This article from the open-access journal Atmospheric Chemistry and Physics was actually rejected to be published by the journal in 2010. Because of the open-access model of the journal, the originally submitted article along with reviewer comments can be viewed despite the article's rejection. In the article, the authors measured the amount of light reflected by the wakes from shipping barges in the northern Pacific Ocean from airplanes. They then used their results to estimate the increase in reflected sunlight from increases in shipping across the Pacific, since this would have a (very) small cooling effect on the climate. Unfortunately, while this was a somewhat clever idea, the reviewers thought that there were far too many uncertainties in both their measurements and calculations so that the reported number was an overestimate of an already small number.

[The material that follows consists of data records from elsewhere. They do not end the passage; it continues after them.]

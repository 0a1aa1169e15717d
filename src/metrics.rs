//! Metric descriptors, samples and per-collector scrape bookkeeping
//!
//! A [`MetricDesc`] is created once when a collector is constructed and is
//! shared by every [`Sample`] emitted for that family afterwards.
//!
//! # Bookkeeping families
//!
//! Every collector owns a [`ScrapeStatus`] exposing:
//! - `hbase_<subsystem>_up` - Gauge, 1 if the last cycle succeeded
//! - `hbase_<subsystem>_total_scrapes` - Counter of started cycles
//! - `hbase_<subsystem>_json_parse_failures` - Counter of decode failures

use std::fmt;
use std::sync::atomic::{AtomicU64, Ordering};
use std::sync::{Arc, OnceLock};

use regex::Regex;

/// Metric namespace shared by every family this exporter exposes
pub const NAMESPACE: &str = "hbase";

/// Join namespace, subsystem and name with underscores, skipping empty parts
pub fn build_fq_name(namespace: &str, subsystem: &str, name: &str) -> String {
    [namespace, subsystem, name]
        .iter()
        .filter(|part| !part.is_empty())
        .copied()
        .collect::<Vec<_>>()
        .join("_")
}

fn is_valid_metric_name(name: &str) -> bool {
    static METRIC_NAME_RE: OnceLock<Regex> = OnceLock::new();
    METRIC_NAME_RE
        .get_or_init(|| Regex::new(r"^[a-zA-Z_:][a-zA-Z0-9_:]*$").expect("invalid metric name regex"))
        .is_match(name)
}

fn is_valid_label_name(name: &str) -> bool {
    static LABEL_NAME_RE: OnceLock<Regex> = OnceLock::new();
    LABEL_NAME_RE
        .get_or_init(|| Regex::new(r"^[a-zA-Z_][a-zA-Z0-9_]*$").expect("invalid label name regex"))
        .is_match(name)
}

/// Prometheus value type of a sample
#[derive(Debug, Clone, Copy, PartialEq, Eq, Default)]
pub enum ValueKind {
    /// A value that can go up and down
    #[default]
    Gauge,
    /// A monotonically increasing value
    Counter,
}

impl ValueKind {
    /// Returns the Prometheus type string representation
    pub fn as_str(&self) -> &'static str {
        match self {
            ValueKind::Gauge => "gauge",
            ValueKind::Counter => "counter",
        }
    }
}

impl fmt::Display for ValueKind {
    fn fmt(&self, f: &mut fmt::Formatter<'_>) -> fmt::Result {
        f.write_str(self.as_str())
    }
}

/// Immutable metric family metadata
#[derive(Debug, Clone, PartialEq, Eq)]
pub struct MetricDesc {
    name: String,
    help: String,
    label_names: Vec<&'static str>,
}

impl MetricDesc {
    /// Create a descriptor.
    ///
    /// Descriptors are built from static tables, so an invalid metric or
    /// label name is a programming error and panics.
    pub fn new(name: impl Into<String>, help: impl Into<String>, label_names: &[&'static str]) -> Self {
        let name = name.into();
        assert!(is_valid_metric_name(&name), "invalid metric name '{}'", name);
        for label in label_names {
            assert!(is_valid_label_name(label), "invalid label name '{}'", label);
        }

        Self {
            name,
            help: help.into(),
            label_names: label_names.to_vec(),
        }
    }

    /// Shorthand for `MetricDesc::new(build_fq_name(NAMESPACE, subsystem, name), ..)`
    pub fn hbase(subsystem: &str, name: &str, help: impl Into<String>, label_names: &[&'static str]) -> Self {
        Self::new(build_fq_name(NAMESPACE, subsystem, name), help, label_names)
    }

    pub fn name(&self) -> &str {
        &self.name
    }

    pub fn help(&self) -> &str {
        &self.help
    }

    /// Ordered label-name schema
    pub fn label_names(&self) -> &[&'static str] {
        &self.label_names
    }
}

/// One observation produced during a scrape cycle
#[derive(Debug, Clone)]
pub struct Sample {
    /// Family this sample belongs to
    pub desc: Arc<MetricDesc>,
    /// Observed value
    pub value: f64,
    /// Label values, in the order of `desc.label_names()`
    pub label_values: Vec<String>,
    /// Value type
    pub kind: ValueKind,
}

impl Sample {
    /// Create a gauge sample
    pub fn gauge(desc: &Arc<MetricDesc>, value: f64, label_values: Vec<String>) -> Self {
        Self {
            desc: Arc::clone(desc),
            value,
            label_values,
            kind: ValueKind::Gauge,
        }
    }

    /// Create a counter sample
    pub fn counter(desc: &Arc<MetricDesc>, value: f64, label_values: Vec<String>) -> Self {
        Self {
            desc: Arc::clone(desc),
            value,
            label_values,
            kind: ValueKind::Counter,
        }
    }

    /// Look up a label value by name
    pub fn label(&self, name: &str) -> Option<&str> {
        self.desc
            .label_names()
            .iter()
            .position(|l| *l == name)
            .and_then(|i| self.label_values.get(i))
            .map(String::as_str)
    }
}

/// Thread-safe counter using atomic operations
#[derive(Debug, Default)]
pub struct Counter {
    value: AtomicU64,
}

impl Counter {
    /// Create a new counter initialized to 0
    pub fn new() -> Self {
        Self {
            value: AtomicU64::new(0),
        }
    }

    /// Increment the counter by 1
    pub fn inc(&self) {
        self.value.fetch_add(1, Ordering::Relaxed);
    }

    /// Get the current value
    pub fn get(&self) -> u64 {
        self.value.load(Ordering::Relaxed)
    }
}

/// Thread-safe gauge using atomic operations
#[derive(Debug, Default)]
pub struct Gauge {
    /// Stored as bits of f64 for atomic operations
    value: AtomicU64,
}

impl Gauge {
    /// Create a new gauge initialized to 0
    pub fn new() -> Self {
        Self {
            value: AtomicU64::new(0.0_f64.to_bits()),
        }
    }

    /// Set the gauge to a specific value
    pub fn set(&self, v: f64) {
        self.value.store(v.to_bits(), Ordering::Relaxed);
    }

    /// Get the current value
    pub fn get(&self) -> f64 {
        f64::from_bits(self.value.load(Ordering::Relaxed))
    }
}

/// Up indicator and scrape counters owned by one collector instance
#[derive(Debug)]
pub struct ScrapeStatus {
    up: Gauge,
    total_scrapes: Counter,
    parse_failures: Counter,
    up_desc: Arc<MetricDesc>,
    total_scrapes_desc: Arc<MetricDesc>,
    parse_failures_desc: Arc<MetricDesc>,
}

impl ScrapeStatus {
    /// Create bookkeeping for `hbase_<subsystem>_*`
    pub fn new(subsystem: &str) -> Self {
        Self {
            up: Gauge::new(),
            total_scrapes: Counter::new(),
            parse_failures: Counter::new(),
            up_desc: Arc::new(MetricDesc::hbase(
                subsystem,
                "up",
                format!("Was the last scrape of the HBase {} JMX endpoint successful.", subsystem),
                &[],
            )),
            total_scrapes_desc: Arc::new(MetricDesc::hbase(
                subsystem,
                "total_scrapes",
                format!("Current total HBase {} JMX scrapes.", subsystem),
                &[],
            )),
            parse_failures_desc: Arc::new(MetricDesc::hbase(
                subsystem,
                "json_parse_failures",
                "Number of errors while parsing JSON.",
                &[],
            )),
        }
    }

    /// Mark the start of a cycle
    pub fn begin_cycle(&self) {
        self.total_scrapes.inc();
    }

    /// Record a successful cycle
    pub fn mark_up(&self) {
        self.up.set(1.0);
    }

    /// Record a failed cycle
    pub fn mark_down(&self, parse_failure: bool) {
        if parse_failure {
            self.parse_failures.inc();
        }
        self.up.set(0.0);
    }

    pub fn is_up(&self) -> bool {
        self.up.get() == 1.0
    }

    pub fn total_scrapes(&self) -> u64 {
        self.total_scrapes.get()
    }

    pub fn parse_failures(&self) -> u64 {
        self.parse_failures.get()
    }

    /// The three bookkeeping descriptors
    pub fn describe(&self) -> Vec<Arc<MetricDesc>> {
        vec![
            Arc::clone(&self.up_desc),
            Arc::clone(&self.total_scrapes_desc),
            Arc::clone(&self.parse_failures_desc),
        ]
    }

    /// Current values of the three bookkeeping families
    pub fn samples(&self) -> Vec<Sample> {
        vec![
            Sample::gauge(&self.up_desc, self.up.get(), vec![]),
            Sample::counter(&self.total_scrapes_desc, self.total_scrapes.get() as f64, vec![]),
            Sample::counter(&self.parse_failures_desc, self.parse_failures.get() as f64, vec![]),
        ]
    }
}
//! Prometheus Exposition Format output
//!
//! This module handles formatting of collected samples into the text
//! exposition format (version 0.0.4).
//!
//! # Format Specification
//!
//! ```text
//! # HELP <metric_name> <help_text>
//! # TYPE <metric_name> <type>
//! <metric_name>{<label1>="<value1>",<label2>="<value2>"} <value>
//! ```

use std::collections::HashMap;

use crate::metrics::Sample;

/// Content type of the rendered output
pub const CONTENT_TYPE: &str = "text/plain; version=0.0.4; charset=utf-8";

/// Prometheus exposition format formatter
#[derive(Debug, Clone, Default)]
pub struct PrometheusFormatter;

impl PrometheusFormatter {
    /// Create a new formatter
    pub fn new() -> Self {
        Self
    }

    /// Format samples into Prometheus exposition format
    ///
    /// - HELP and TYPE lines are emitted once per family
    /// - Labels follow the family's label schema order
    /// - Families keep the order of their first sample
    pub fn format(&self, samples: &[Sample]) -> String {
        if samples.is_empty() {
            return String::new();
        }

        let mut output = String::with_capacity(samples.len() * 100);

        for (name, group) in Self::group_by_name(samples) {
            let first = group[0];
            output.push_str(&format!(
                "# HELP {} {}\n",
                name,
                Self::escape_help(first.desc.help())
            ));
            output.push_str(&format!("# TYPE {} {}\n", name, first.kind.as_str()));

            for sample in group {
                output.push_str(&Self::format_sample_line(sample));
                output.push('\n');
            }
        }

        output
    }

    /// Group samples by family name, preserving order of first occurrence
    fn group_by_name(samples: &[Sample]) -> Vec<(&str, Vec<&Sample>)> {
        let mut groups: HashMap<&str, Vec<&Sample>> = HashMap::new();
        let mut order: Vec<&str> = Vec::new();

        for sample in samples {
            let name = sample.desc.name();
            if !groups.contains_key(name) {
                order.push(name);
            }
            groups.entry(name).or_default().push(sample);
        }

        order
            .into_iter()
            .filter_map(|name| groups.remove(name).map(|g| (name, g)))
            .collect()
    }

    fn format_sample_line(sample: &Sample) -> String {
        let mut line = sample.desc.name().to_string();

        if !sample.label_values.is_empty() {
            let label_pairs: Vec<String> = sample
                .desc
                .label_names()
                .iter()
                .zip(sample.label_values.iter())
                .map(|(k, v)| format!("{}=\"{}\"", k, Self::escape_label_value(v)))
                .collect();

            line.push('{');
            line.push_str(&label_pairs.join(","));
            line.push('}');
        }

        line.push(' ');
        line.push_str(&Self::format_value(sample.value));
        line
    }

    /// Format a numeric value for Prometheus
    ///
    /// - NaN → "NaN"
    /// - +Inf → "+Inf"
    /// - -Inf → "-Inf"
    /// - Integers are formatted without decimal point
    /// - Large/small floats use scientific notation
    fn format_value(value: f64) -> String {
        if value.is_nan() {
            "NaN".to_string()
        } else if value.is_infinite() {
            if value.is_sign_positive() {
                "+Inf".to_string()
            } else {
                "-Inf".to_string()
            }
        } else if value.fract() == 0.0 && value.abs() < 1e15 {
            format!("{}", value as i64)
        } else if value.abs() >= 1e6 || (value.abs() < 1e-3 && value != 0.0) {
            format!("{:e}", value)
        } else {
            format!("{}", value)
        }
    }

    /// Escapes backslash and newline characters.
    fn escape_help(help: &str) -> String {
        help.replace('\\', "\\\\").replace('\n', "\\n")
    }

    /// Escapes backslash, double-quote, and newline characters.
    fn escape_label_value(value: &str) -> String {
        let mut escaped = String::with_capacity(value.len());
        for c in value.chars() {
            match c {
                '\\' => escaped.push_str("\\\\"),
                '"' => escaped.push_str("\\\""),
                '\n' => escaped.push_str("\\n"),
                _ => escaped.push(c),
            }
        }
        escaped
    }
}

While this article was rejected, because of the open-access nature of the journal, it shows how the scientific process of peer review works. Typically, when science and the scientific method is taught in schools, the curriculum focuses on the experimental process of science. While certainly this is very important, science also has important social ways of processing new information. If a group of scientists do a series of experiments that reach new and interesting conclusions, they will try to get their results published to a scientific journal. (And present this information at conferences, universities, research centers, etc.) Upon submission to a journal, two (or more) other scientists from the same research field will read the initial paper, either recommending that the results be published along with potential changes or that the paper be rejected outright. If the paper is rejected, the authors can appeal to have it accepted, but this is not usually granted. The authors then edit the paper based on the suggestions of the reviewers, and it is resubmitted and published in the next issue of the journal. Usually a reader only sees the final product of this process in a scientific journal, but in the case of an open-access journal such as Atmospheric Chemistry and Physics the entire process is visible to the reader (and the journal is free online). Even articles that eventually are rejected such as this one are immediately put on the journal's website after a quick review process to ensure the article is relevant.
Peer review is an important process to ensure quality as scientists being human after all are prone to misjudgment, bias, or error. While science is constantly changing over time as new ideas or methods are realized, it's important to make sure these ideas are plausible or methods actually work! While there are many cases of new ideas overturning the scientific consensus (I'm looking at you, quantum mechanics) it's often after these new ideas have been thoroughly scrutinized and verified through the process of peer review, discussions at scientific conferences, and independent testing of observations or experiments. The process is not without its faults, of course! Occasionally a scientist will unethically use peer review to block the publication of results that contradict their own. (Yes, it's kind of silly. There is the joke: "The debates in science are so fierce because the stakes are so low." I've seen people spend 15 minutes at a conference arguing about what the proper term for something is.) In those cases, an open access journal such as Atmospheric Chemistry and Physics provides the kind of transparency that makes such cases apparent to improve the scientific process. Hopefully with the growing use of information technology (I know I rarely ever read the actual printed journal) more publishers decide to switch to an open-access model not only for transparency but to improve access to scientific journals to the general public.